* EXERCISE REQUIREMENTS *
Below is a listing; restate from it, character for character, the lines beginning at the line holding "filename src/sms.rs" and ending at the line holding "pub struct IncomingSms", both included.
::: RECORDS PROVIDED :::
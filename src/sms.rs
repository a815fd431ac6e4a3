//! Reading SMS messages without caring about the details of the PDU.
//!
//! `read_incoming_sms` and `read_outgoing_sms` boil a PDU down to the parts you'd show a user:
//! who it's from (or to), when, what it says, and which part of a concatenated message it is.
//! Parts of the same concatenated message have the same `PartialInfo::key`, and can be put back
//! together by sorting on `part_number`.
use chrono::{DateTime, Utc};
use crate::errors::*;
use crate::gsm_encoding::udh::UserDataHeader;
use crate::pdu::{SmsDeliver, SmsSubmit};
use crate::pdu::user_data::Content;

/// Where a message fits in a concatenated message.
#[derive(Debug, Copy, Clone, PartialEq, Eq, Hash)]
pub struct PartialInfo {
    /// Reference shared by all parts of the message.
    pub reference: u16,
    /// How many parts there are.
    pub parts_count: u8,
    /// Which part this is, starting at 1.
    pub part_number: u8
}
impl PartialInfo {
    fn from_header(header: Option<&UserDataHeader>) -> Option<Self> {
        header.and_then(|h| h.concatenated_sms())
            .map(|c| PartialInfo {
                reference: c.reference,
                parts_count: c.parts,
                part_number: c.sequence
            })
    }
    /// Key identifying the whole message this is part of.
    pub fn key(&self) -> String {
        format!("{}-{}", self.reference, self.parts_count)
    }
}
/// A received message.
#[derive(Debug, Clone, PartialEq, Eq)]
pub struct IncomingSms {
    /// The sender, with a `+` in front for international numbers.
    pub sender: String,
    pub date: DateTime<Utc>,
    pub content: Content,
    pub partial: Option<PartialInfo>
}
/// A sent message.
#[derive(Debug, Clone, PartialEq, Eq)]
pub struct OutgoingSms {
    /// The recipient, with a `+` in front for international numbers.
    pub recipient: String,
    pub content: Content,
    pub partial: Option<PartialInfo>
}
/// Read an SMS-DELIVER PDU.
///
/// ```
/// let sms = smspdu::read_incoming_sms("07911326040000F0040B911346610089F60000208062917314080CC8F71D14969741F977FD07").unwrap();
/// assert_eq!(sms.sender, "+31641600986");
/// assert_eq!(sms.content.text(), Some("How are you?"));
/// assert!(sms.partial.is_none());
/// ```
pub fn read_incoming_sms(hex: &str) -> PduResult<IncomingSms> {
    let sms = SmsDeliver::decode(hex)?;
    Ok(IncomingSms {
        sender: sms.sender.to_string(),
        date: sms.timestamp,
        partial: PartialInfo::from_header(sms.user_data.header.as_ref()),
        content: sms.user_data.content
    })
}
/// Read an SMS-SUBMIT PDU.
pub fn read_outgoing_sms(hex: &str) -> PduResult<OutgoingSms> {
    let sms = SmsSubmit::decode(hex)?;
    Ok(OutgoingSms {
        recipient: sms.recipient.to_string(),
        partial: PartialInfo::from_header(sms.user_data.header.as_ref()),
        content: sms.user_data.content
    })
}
:::
::: RECORDS PROVIDED :::
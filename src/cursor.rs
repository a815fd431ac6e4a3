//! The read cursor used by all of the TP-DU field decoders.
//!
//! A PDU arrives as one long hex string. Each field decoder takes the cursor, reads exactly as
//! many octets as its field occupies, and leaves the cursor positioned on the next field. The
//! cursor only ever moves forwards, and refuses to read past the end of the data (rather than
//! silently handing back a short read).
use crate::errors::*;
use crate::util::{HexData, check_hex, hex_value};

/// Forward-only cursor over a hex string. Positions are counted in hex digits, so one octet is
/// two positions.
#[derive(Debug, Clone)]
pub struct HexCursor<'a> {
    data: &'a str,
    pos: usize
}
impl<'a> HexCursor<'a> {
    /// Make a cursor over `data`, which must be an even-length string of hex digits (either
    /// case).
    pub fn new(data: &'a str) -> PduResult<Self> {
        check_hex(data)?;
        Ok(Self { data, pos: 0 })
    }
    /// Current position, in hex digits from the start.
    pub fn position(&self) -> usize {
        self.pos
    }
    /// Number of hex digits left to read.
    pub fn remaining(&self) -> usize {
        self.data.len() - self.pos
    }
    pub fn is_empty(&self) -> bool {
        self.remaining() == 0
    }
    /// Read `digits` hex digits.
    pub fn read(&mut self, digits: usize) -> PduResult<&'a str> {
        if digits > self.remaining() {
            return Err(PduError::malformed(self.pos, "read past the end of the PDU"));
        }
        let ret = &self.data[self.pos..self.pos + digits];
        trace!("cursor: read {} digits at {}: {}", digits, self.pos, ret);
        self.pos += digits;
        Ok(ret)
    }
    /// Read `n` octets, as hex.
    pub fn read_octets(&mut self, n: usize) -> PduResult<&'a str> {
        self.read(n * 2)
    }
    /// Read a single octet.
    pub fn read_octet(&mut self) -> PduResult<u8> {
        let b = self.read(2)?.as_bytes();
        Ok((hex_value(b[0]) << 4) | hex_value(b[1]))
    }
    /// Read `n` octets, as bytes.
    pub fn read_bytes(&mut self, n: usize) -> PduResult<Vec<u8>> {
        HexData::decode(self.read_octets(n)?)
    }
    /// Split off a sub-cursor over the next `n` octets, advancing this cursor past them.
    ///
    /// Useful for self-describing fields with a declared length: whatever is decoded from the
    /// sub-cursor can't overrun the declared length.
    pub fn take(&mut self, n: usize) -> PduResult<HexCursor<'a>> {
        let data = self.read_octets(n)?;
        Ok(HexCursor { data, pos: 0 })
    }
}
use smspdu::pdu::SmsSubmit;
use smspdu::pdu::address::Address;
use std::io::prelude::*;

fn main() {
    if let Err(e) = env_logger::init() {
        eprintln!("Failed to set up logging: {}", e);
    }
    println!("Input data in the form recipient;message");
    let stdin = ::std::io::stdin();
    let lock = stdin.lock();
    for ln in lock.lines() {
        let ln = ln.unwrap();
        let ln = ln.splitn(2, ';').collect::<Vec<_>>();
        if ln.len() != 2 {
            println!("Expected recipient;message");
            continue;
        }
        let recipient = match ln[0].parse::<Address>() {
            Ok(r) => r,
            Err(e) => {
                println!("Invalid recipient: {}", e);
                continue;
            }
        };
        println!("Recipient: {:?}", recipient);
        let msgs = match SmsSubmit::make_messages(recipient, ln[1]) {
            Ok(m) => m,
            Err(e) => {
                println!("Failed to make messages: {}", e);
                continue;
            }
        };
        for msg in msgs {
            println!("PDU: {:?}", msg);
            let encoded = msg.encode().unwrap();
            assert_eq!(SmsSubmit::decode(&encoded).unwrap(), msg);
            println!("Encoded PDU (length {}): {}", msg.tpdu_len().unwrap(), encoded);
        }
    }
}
:::
* WRITTEN RESPONSE *
filename src/sms.rs
repository a815fd431ac6e4a3
//! Reading SMS messages without caring about the details of the PDU.
//!
//! `read_incoming_sms` and `read_outgoing_sms` boil a PDU down to the parts you'd show a user:
//! who it's from (or to), when, what it says, and which part of a concatenated message it is.
//! Parts of the same concatenated message have the same `PartialInfo::key`, and can be put back
//! together by sorting on `part_number`.
use chrono::{DateTime, Utc};
use crate::errors::*;
use crate::gsm_encoding::udh::UserDataHeader;
use crate::pdu::{SmsDeliver, SmsSubmit};
use crate::pdu::user_data::Content;

/// Where a message fits in a concatenated message.
#[derive(Debug, Copy, Clone, PartialEq, Eq, Hash)]
pub struct PartialInfo {
    /// Reference shared by all parts of the message.
    pub reference: u16,
    /// How many parts there are.
    pub parts_count: u8,
    /// Which part this is, starting at 1.
    pub part_number: u8
}
impl PartialInfo {
    fn from_header(header: Option<&UserDataHeader>) -> Option<Self> {
        header.and_then(|h| h.concatenated_sms())
            .map(|c| PartialInfo {
                reference: c.reference,
                parts_count: c.parts,
                part_number: c.sequence
            })
    }
    /// Key identifying the whole message this is part of.
    pub fn key(&self) -> String {
        format!("{}-{}", self.reference, self.parts_count)
    }
}
/// A received message.
#[derive(Debug, Clone, PartialEq, Eq)]
pub struct IncomingSms {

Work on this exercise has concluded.